There are a few other libraries to interact with HTML in Python, but most are focused on the retrieval of HTML and searching through the document. However, they are listed below in case they might be useful.

### Beautiful Soup related

- [`SoupSieve`](https://facelessuser.github.io/soupsieve/): provides selecting, matching, and filtering using modern CSS selectors. It provides the functionality used by the `select` function in `Beautiful Soup` which is also used by `minestrone`, however it can be used separately.
- [`soupy`](https://soupy.readthedocs.io/): wrapper around `Beautiful Soup` that makes it easier to search through HTML and XML documents.
- [`fast-soup`](https://pypi.org/project/fast-soup/): faster `Beautiful Soup` search via `lxml`.
- [`BeautifulSauce`](https://github.com/nateraw/BeautifulSauce): `Beautiful Soup`'s saucy sibling!
- [`SoupCan`](https://pypi.org/project/soupcan/): simplifies the process of designing a Python tool for extracting and displaying webpage content.
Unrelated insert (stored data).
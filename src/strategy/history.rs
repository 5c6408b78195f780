//! Per-view strategy lifecycle and timing history.
//!
//! Each (view, iteration) pair gets one `Strategy`: the division of that
//! view's tiles across the model-parallel group. A strategy moves through
//! `created → started → measured → finished`; only a measured strategy may
//! be folded back into the history, and folding is what advances the
//! smoothed per-worker estimates that drive the next division.

use crate::strategy::division::{DivisionMode, DivisionPolicy, Partition, TileGrid};
use crate::utils::config::StrategyConfig;
use crate::utils::error::{Result, SplatGridError};
use serde::{Deserialize, Serialize};
use std::collections::{BTreeMap, VecDeque};
use tracing::warn;

/// Lifecycle of one division decision.
#[derive(Debug, Clone, Copy, PartialEq, Eq, Serialize, Deserialize)]
pub enum StrategyState {
    Created,
    Started,
    Measured,
    Finished,
}

/// The active division decision for one (view, iteration) pair.
#[derive(Debug, Clone, PartialEq, Serialize, Deserialize)]
pub struct Strategy {
    view_id: u64,
    iteration: u64,
    mode: DivisionMode,
    partition: Partition,
    state: StrategyState,
    /// One elapsed time per model-parallel rank, present once measured
    times: Option<Vec<f64>>,
}

impl Strategy {
    fn new(view_id: u64, iteration: u64, mode: DivisionMode, partition: Partition) -> Self {
        Self {
            view_id,
            iteration,
            mode,
            partition,
            state: StrategyState::Created,
            times: None,
        }
    }

    fn start(mut self) -> Self {
        self.state = StrategyState::Started;
        self
    }

    pub fn view_id(&self) -> u64 {
        self.view_id
    }

    pub fn iteration(&self) -> u64 {
        self.iteration
    }

    pub fn mode(&self) -> DivisionMode {
        self.mode
    }

    pub fn state(&self) -> StrategyState {
        self.state
    }

    pub fn partition(&self) -> &Partition {
        &self.partition
    }

    /// Units this worker computes, by its model-parallel rank.
    pub fn local_units(&self, mp_rank: usize) -> &[u32] {
        self.partition.units_of(mp_rank)
    }

    pub fn times(&self) -> Option<&[f64]> {
        self.times.as_deref()
    }

    /// Record the measured per-worker times for this strategy.
    ///
    /// Requires exactly one finite, non-negative value per model-parallel
    /// rank, and may only be called once on a started strategy.
    pub fn update_stats(&mut self, times: &[f64]) -> Result<()> {
        if self.state != StrategyState::Started {
            return Err(SplatGridError::Strategy(format!(
                "update_stats in state {:?}, expected Started",
                self.state
            )));
        }
        if times.len() != self.partition.n_workers() {
            return Err(SplatGridError::Strategy(format!(
                "expected {} per-worker times, got {}",
                self.partition.n_workers(),
                times.len()
            )));
        }
        if times.iter().any(|t| !t.is_finite() || *t < 0.0) {
            return Err(SplatGridError::Strategy(
                "per-worker times must be finite and non-negative".to_string(),
            ));
        }

        self.times = Some(times.to_vec());
        self.state = StrategyState::Measured;
        Ok(())
    }
}

/// History of one view: finished strategies plus the smoothed estimates.
#[derive(Debug, Clone, Default, PartialEq, Serialize, Deserialize)]
struct ViewHistory {
    /// Finished strategies, oldest first, bounded by the window
    records: VecDeque<Strategy>,
    /// Smoothed per-worker times; empty until the first strategy finishes
    smoothed: Vec<f64>,
    /// Partition of the most recently finished strategy
    last_partition: Option<Partition>,
}

/// Timing feedback accumulator for every view this worker renders.
///
/// Keyed by view id; drives the division policy with exponentially smoothed
/// per-worker estimates (`new = α·measured + (1-α)·old`).
#[derive(Debug, Clone, PartialEq, Serialize, Deserialize)]
pub struct StrategyHistory {
    n_workers: usize,
    alpha: f64,
    window: usize,
    epsilon: f64,
    adaptive: bool,
    views: BTreeMap<u64, ViewHistory>,
}

impl StrategyHistory {
    /// History for a model-parallel group of `n_workers`.
    pub fn new(n_workers: usize, config: &StrategyConfig) -> Self {
        Self {
            n_workers,
            alpha: config.alpha,
            window: config.history_window,
            epsilon: config.epsilon,
            adaptive: config.adaptive,
            views: BTreeMap::new(),
        }
    }

    fn policy(&self) -> DivisionPolicy {
        DivisionPolicy::new(self.epsilon)
    }

    /// Derive the next strategy for a view.
    ///
    /// A view with no finished history (or an adaptive policy turned off)
    /// gets the even split; otherwise the smoothed estimates feed the
    /// history-based policy.
    pub fn start_strategy(&mut self, view_id: u64, tiles: TileGrid, iteration: u64) -> Strategy {
        let n_units = tiles.n_units();
        let policy = self.policy();

        let feedback = if self.adaptive {
            self.views.get(&view_id).and_then(|vh| {
                vh.last_partition
                    .as_ref()
                    .filter(|_| !vh.smoothed.is_empty())
                    .map(|prev| (vh.smoothed.clone(), prev.clone()))
            })
        } else {
            None
        };

        let (mode, partition) = match feedback {
            Some((smoothed, prev)) => (
                DivisionMode::HistoryBased,
                policy.history_based(&smoothed, &prev, n_units),
            ),
            None => (DivisionMode::Even, policy.even(n_units, self.n_workers)),
        };

        Strategy::new(view_id, iteration, mode, partition).start()
    }

    /// An even strategy that leaves history untouched, for evaluation passes.
    pub fn even_strategy(&self, view_id: u64, tiles: TileGrid, iteration: u64) -> Strategy {
        let partition = self.policy().even(tiles.n_units(), self.n_workers);
        Strategy::new(view_id, iteration, DivisionMode::Even, partition).start()
    }

    /// Fold a measured strategy into the view's bounded window and advance
    /// the smoothed estimates.
    ///
    /// Finishing an unmeasured strategy is a caller contract violation: it
    /// is logged, the history stays untouched, and `false` is returned so
    /// the caller can tell the fold did not happen.
    pub fn finish_strategy(&mut self, strategy: &mut Strategy) -> bool {
        if strategy.state != StrategyState::Measured {
            warn!(
                view_id = strategy.view_id,
                iteration = strategy.iteration,
                state = ?strategy.state,
                "finish_strategy called before update_stats; ignoring"
            );
            return false;
        }

        strategy.state = StrategyState::Finished;
        let times = strategy
            .times
            .clone()
            .unwrap_or_else(|| vec![0.0; self.n_workers]);

        let vh = self.views.entry(strategy.view_id).or_default();
        if vh.smoothed.is_empty() {
            vh.smoothed = times;
        } else {
            for (old, new) in vh.smoothed.iter_mut().zip(times.iter()) {
                *old = self.alpha * new + (1.0 - self.alpha) * *old;
            }
        }
        vh.last_partition = Some(strategy.partition.clone());

        vh.records.push_back(strategy.clone());
        while vh.records.len() > self.window {
            vh.records.pop_front();
        }

        true
    }

    /// Smoothed per-worker estimates for a view, if any strategy finished.
    pub fn smoothed(&self, view_id: u64) -> Option<&[f64]> {
        self.views
            .get(&view_id)
            .filter(|vh| !vh.smoothed.is_empty())
            .map(|vh| vh.smoothed.as_slice())
    }

    /// Number of views with recorded history.
    pub fn n_views(&self) -> usize {
        self.views.len()
    }

    /// Finished records currently retained for a view.
    pub fn n_records(&self, view_id: u64) -> usize {
        self.views.get(&view_id).map_or(0, |vh| vh.records.len())
    }

    pub fn to_json(&self) -> Result<String> {
        Ok(serde_json::to_string_pretty(self)?)
    }

    pub fn from_json(json: &str) -> Result<Self> {
        Ok(serde_json::from_str(json)?)
    }
}

#[cfg(test)]
mod tests {
    use super::*;

    fn history(n_workers: usize) -> StrategyHistory {
        StrategyHistory::new(n_workers, &StrategyConfig::default())
    }

    fn tiles() -> TileGrid {
        TileGrid::for_view(64, 64) // 16 units
    }

    #[test]
    fn test_first_call_is_even_split() {
        let mut h = history(2);
        let s = h.start_strategy(7, tiles(), 0);
        assert_eq!(s.state(), StrategyState::Started);
        assert_eq!(s.mode(), DivisionMode::Even);
        assert_eq!(s.partition().unit_counts(), vec![8, 8]);
        assert_eq!(s.local_units(0), (0..8).collect::<Vec<u32>>());
    }

    #[test]
    fn test_lifecycle_happy_path() {
        let mut h = history(2);
        let mut s = h.start_strategy(1, tiles(), 0);

        s.update_stats(&[1.0, 3.0]).unwrap();
        assert_eq!(s.state(), StrategyState::Measured);
        assert_eq!(s.times(), Some(&[1.0, 3.0][..]));

        assert!(h.finish_strategy(&mut s));
        assert_eq!(s.state(), StrategyState::Finished);
        assert_eq!(h.smoothed(1), Some(&[1.0, 3.0][..]));
        assert_eq!(h.n_records(1), 1);
    }

    #[test]
    fn test_update_stats_requires_one_time_per_worker() {
        let mut h = history(3);
        let mut s = h.start_strategy(1, tiles(), 0);
        assert!(s.update_stats(&[1.0, 2.0]).is_err());
        assert!(s.update_stats(&[1.0, f64::NAN, 2.0]).is_err());
        assert!(s.update_stats(&[1.0, 2.0, 3.0]).is_ok());
        // Second measurement of the same strategy is rejected.
        assert!(s.update_stats(&[1.0, 2.0, 3.0]).is_err());
    }

    #[test]
    fn test_finish_without_measure_is_noop() {
        let mut h = history(2);
        let mut s = h.start_strategy(1, tiles(), 0);
        s.update_stats(&[2.0, 2.0]).unwrap();
        h.finish_strategy(&mut s);
        let before = h.to_json().unwrap();

        let mut unmeasured = h.start_strategy(1, tiles(), 1);
        assert!(!h.finish_strategy(&mut unmeasured));
        assert_eq!(unmeasured.state(), StrategyState::Started);

        let after = h.to_json().unwrap();
        assert_eq!(before, after, "history must be bit-for-bit unchanged");
    }

    #[test]
    fn test_smoothing_update() {
        let mut h = history(2);

        let mut s = h.start_strategy(1, tiles(), 0);
        s.update_stats(&[1.0, 2.0]).unwrap();
        h.finish_strategy(&mut s);
        assert_eq!(h.smoothed(1), Some(&[1.0, 2.0][..]));

        let mut s = h.start_strategy(1, tiles(), 1);
        s.update_stats(&[2.0, 1.0]).unwrap();
        h.finish_strategy(&mut s);

        // new = 0.2 * measured + 0.8 * old
        let sm = h.smoothed(1).unwrap();
        assert!((sm[0] - (0.2 * 2.0 + 0.8 * 1.0)).abs() < 1e-12);
        assert!((sm[1] - (0.2 * 1.0 + 0.8 * 2.0)).abs() < 1e-12);
    }

    #[test]
    fn test_second_strategy_uses_feedback() {
        let mut h = history(2);
        let mut s = h.start_strategy(1, tiles(), 0);
        s.update_stats(&[4.0, 1.0]).unwrap();
        h.finish_strategy(&mut s);

        let next = h.start_strategy(1, tiles(), 1);
        assert_eq!(next.mode(), DivisionMode::HistoryBased);
        // LPT balances estimated load, so half of the slow worker's expensive
        // tiles (units 0..8, 0.5 each) move over to the fast worker.
        let moved = next
            .local_units(1)
            .iter()
            .filter(|&&u| u < 8)
            .count();
        assert_eq!(moved, 4);
        let load = |w: usize| -> f64 {
            next.local_units(w)
                .iter()
                .map(|&u| if u < 8 { 0.5 } else { 0.125 })
                .sum()
        };
        assert!((load(0) - load(1)).abs() < 0.51, "loads {} {}", load(0), load(1));
    }

    #[test]
    fn test_adaptive_off_stays_even() {
        let config = StrategyConfig {
            adaptive: false,
            ..StrategyConfig::default()
        };
        let mut h = StrategyHistory::new(2, &config);
        let mut s = h.start_strategy(1, tiles(), 0);
        s.update_stats(&[9.0, 1.0]).unwrap();
        h.finish_strategy(&mut s);

        assert_eq!(h.start_strategy(1, tiles(), 1).mode(), DivisionMode::Even);
    }

    #[test]
    fn test_window_bound() {
        let config = StrategyConfig {
            history_window: 2,
            ..StrategyConfig::default()
        };
        let mut h = StrategyHistory::new(2, &config);
        for i in 0..5 {
            let mut s = h.start_strategy(1, tiles(), i);
            s.update_stats(&[1.0, 1.0]).unwrap();
            h.finish_strategy(&mut s);
        }
        assert_eq!(h.n_records(1), 2);
    }

    #[test]
    fn test_even_strategy_does_not_touch_history() {
        let h = history(2);
        let before = h.to_json().unwrap();
        let s = h.even_strategy(42, tiles(), 10);
        assert_eq!(s.mode(), DivisionMode::Even);
        assert_eq!(h.to_json().unwrap(), before);
    }

    #[test]
    fn test_serde_round_trip_preserves_decisions() {
        let mut h = history(2);
        for i in 0..3 {
            let mut s = h.start_strategy(1, tiles(), i);
            s.update_stats(&[1.0 + i as f64, 3.0 - i as f64]).unwrap();
            h.finish_strategy(&mut s);
        }

        let json = h.to_json().unwrap();
        let mut reloaded = StrategyHistory::from_json(&json).unwrap();

        assert_eq!(reloaded.smoothed(1), h.smoothed(1));
        let a = h.start_strategy(1, tiles(), 99);
        let b = reloaded.start_strategy(1, tiles(), 99);
        assert_eq!(a, b, "reloaded history must reproduce the next decision");
    }
}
### Beautiful Soup replacements

- [`lxml.html`](https://lxml.de/lxmlhtml.html): based on `lxml`, but provides a special Element API for HTML elements, as well as a number of utilities for common HTML processing tasks.
- [`html.parser`](https://docs.python.org/3/library/html.parser.html): simple HTML and XHTML parser in standard library.
- [`parsel`](https://parsel.readthedocs.io/): Parsel is a BSD-licensed Python library to extract data from HTML, JSON, and XML documents.
- [`gazpacho`](https://pypi.org/project/gazpacho/): simple, fast, and modern web scraping library. The library is stable, actively maintained, and installed with zero dependencies.
- [`Requests-HTML`](https://requests-html.kennethreitz.org/): HTML Parsing for Humans. It intends to make parsing HTML (e.g. scraping the web) as simple and intuitive as possible.
- [`regex`](https://docs.python.org/3/library/re.html): just kidding, you probably shouldn't use `regex` to parse HTML unless you are a masochist.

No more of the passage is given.